Exercise:
The lines to repeat are those below from the one containing "filename crates/battle/core/src/env/mod.rs" down to the one containing "mod snapshot;", both included; reproduce them exactly and nothing else.

Stored items:
::::
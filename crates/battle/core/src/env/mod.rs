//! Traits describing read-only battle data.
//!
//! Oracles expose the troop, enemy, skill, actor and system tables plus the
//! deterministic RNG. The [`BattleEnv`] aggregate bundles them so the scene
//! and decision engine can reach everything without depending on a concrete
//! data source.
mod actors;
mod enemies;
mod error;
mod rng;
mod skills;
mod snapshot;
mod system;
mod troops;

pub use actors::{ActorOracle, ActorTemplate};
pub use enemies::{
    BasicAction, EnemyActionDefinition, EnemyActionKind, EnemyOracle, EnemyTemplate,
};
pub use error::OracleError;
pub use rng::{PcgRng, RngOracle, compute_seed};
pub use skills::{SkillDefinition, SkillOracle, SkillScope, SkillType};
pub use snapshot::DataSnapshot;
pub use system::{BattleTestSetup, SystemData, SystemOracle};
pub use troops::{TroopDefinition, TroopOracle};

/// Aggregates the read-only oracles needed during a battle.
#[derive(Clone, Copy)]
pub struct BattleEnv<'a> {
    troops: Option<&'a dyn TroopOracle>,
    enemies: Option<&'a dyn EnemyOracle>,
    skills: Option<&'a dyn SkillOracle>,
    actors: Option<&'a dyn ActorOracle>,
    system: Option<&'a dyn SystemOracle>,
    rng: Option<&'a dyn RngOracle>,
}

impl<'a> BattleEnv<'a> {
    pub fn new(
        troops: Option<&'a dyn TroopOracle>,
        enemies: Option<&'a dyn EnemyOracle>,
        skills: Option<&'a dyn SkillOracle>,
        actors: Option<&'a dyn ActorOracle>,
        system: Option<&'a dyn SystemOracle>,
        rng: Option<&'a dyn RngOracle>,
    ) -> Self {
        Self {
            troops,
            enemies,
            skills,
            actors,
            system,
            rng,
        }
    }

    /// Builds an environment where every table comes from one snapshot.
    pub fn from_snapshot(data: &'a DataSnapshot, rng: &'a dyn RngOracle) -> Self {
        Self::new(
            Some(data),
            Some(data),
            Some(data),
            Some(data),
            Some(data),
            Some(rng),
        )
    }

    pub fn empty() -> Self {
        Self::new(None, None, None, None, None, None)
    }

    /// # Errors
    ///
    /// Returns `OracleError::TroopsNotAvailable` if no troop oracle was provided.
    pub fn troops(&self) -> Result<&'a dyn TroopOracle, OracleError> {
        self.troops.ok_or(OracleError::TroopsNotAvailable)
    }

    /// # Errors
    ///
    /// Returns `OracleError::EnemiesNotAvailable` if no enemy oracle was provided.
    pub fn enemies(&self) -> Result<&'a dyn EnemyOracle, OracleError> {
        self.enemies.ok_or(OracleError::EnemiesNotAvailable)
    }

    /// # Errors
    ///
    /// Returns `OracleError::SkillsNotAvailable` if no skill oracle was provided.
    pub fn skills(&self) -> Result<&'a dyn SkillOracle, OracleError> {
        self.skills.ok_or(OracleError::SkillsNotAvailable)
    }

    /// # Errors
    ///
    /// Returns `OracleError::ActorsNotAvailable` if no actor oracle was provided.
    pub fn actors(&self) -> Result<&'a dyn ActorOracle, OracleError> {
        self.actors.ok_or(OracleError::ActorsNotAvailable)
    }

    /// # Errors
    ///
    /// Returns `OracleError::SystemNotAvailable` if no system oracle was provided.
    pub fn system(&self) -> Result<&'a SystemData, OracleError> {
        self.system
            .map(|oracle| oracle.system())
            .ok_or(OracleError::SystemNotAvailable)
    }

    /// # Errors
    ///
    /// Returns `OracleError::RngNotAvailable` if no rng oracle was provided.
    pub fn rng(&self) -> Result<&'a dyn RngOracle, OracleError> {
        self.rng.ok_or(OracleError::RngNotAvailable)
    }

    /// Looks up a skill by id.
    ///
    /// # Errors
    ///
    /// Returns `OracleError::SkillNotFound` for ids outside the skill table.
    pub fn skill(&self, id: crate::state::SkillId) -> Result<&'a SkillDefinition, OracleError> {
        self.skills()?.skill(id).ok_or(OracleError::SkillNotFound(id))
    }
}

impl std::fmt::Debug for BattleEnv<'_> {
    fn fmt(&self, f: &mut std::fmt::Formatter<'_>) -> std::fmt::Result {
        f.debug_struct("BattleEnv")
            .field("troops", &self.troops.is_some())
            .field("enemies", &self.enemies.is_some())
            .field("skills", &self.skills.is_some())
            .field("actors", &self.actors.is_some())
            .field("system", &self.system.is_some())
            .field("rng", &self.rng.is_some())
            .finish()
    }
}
::::
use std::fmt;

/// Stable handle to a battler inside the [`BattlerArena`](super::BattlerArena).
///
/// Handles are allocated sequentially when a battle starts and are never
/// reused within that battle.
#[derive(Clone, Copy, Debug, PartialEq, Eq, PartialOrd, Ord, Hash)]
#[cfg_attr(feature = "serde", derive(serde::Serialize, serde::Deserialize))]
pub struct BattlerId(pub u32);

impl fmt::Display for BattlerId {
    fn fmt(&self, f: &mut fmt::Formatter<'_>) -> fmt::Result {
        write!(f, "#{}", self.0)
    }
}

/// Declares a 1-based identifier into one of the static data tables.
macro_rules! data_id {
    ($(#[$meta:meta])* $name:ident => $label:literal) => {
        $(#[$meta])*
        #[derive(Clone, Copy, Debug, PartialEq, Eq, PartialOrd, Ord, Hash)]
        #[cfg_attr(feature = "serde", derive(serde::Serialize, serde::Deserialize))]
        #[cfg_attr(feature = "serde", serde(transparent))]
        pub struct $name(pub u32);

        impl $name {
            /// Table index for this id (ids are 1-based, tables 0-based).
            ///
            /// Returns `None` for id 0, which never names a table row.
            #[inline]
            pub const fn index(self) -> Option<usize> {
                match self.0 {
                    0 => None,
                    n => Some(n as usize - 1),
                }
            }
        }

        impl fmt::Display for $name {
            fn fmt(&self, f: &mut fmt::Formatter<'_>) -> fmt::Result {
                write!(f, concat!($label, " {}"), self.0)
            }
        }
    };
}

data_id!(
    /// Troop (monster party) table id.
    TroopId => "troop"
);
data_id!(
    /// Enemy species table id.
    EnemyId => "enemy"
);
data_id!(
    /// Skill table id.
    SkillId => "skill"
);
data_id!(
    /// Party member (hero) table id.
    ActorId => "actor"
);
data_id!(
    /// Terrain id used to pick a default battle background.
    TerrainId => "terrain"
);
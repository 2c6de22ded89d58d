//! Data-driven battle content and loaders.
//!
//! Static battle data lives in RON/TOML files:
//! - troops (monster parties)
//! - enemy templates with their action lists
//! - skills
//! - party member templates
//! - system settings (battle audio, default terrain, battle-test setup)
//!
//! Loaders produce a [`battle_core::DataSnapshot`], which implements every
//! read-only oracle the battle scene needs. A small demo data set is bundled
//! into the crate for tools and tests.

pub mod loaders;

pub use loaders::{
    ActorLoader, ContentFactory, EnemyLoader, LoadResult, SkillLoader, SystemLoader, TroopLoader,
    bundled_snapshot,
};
::::
Task solution:
filename crates/battle/core/src/env/mod.rs
//! Traits describing read-only battle data.
//!
//! Oracles expose the troop, enemy, skill, actor and system tables plus the
//! deterministic RNG. The [`BattleEnv`] aggregate bundles them so the scene
//! and decision engine can reach everything without depending on a concrete
//! data source.
mod actors;
mod enemies;
mod error;
mod rng;
mod skills;
mod snapshot;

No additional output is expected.